Would you reproduce the entries exactly, including every line?

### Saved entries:
————————

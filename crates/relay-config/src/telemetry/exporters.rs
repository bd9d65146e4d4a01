use serde::Deserialize;
use url::Url;

/// OTLP exporter configuration
#[derive(Debug, Clone, Deserialize)]
#[serde(deny_unknown_fields)]
pub struct ExporterConfig {
    /// OTLP endpoint URL
    pub endpoint: Url,
    /// Export protocol
    #[serde(default)]
    pub protocol: ExportProtocol,
    /// Export interval in seconds
    #[serde(default = "default_export_interval")]
    pub interval_seconds: u64,
}

/// OTLP export protocol
#[derive(Debug, Clone, Default, PartialEq, Eq, Deserialize)]
#[serde(rename_all = "snake_case")]
pub enum ExportProtocol {
    /// gRPC (default)
    #[default]
    Grpc,
    /// HTTP/protobuf
    HttpProto,
}

#[allow(clippy::missing_const_for_fn)]
fn default_export_interval() -> u64 {
    30
}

————————

### YOUR SOLUTION:
filename crates/relay-config/src/telemetry/exporters.rs
repository bd9d65146e4d4a01
use serde::Deserialize;
use url::Url;

/// OTLP exporter configuration
#[derive(Debug, Clone, Deserialize)]
#[serde(deny_unknown_fields)]
pub struct ExporterConfig {
    /// OTLP endpoint URL
    pub endpoint: Url,
    /// Export protocol
    #[serde(default)]
    pub protocol: ExportProtocol,
    /// Export interval in seconds
    #[serde(default = "default_export_interval")]
    pub interval_seconds: u64,
}

/// OTLP export protocol
#[derive(Debug, Clone, Default, PartialEq, Eq, Deserialize)]
#[serde(rename_all = "snake_case")]
pub enum ExportProtocol {
    /// gRPC (default)
    #[default]
    Grpc,
    /// HTTP/protobuf
    HttpProto,
}

#[allow(clippy::missing_const_for_fn)]
fn default_export_interval() -> u64 {
    30
}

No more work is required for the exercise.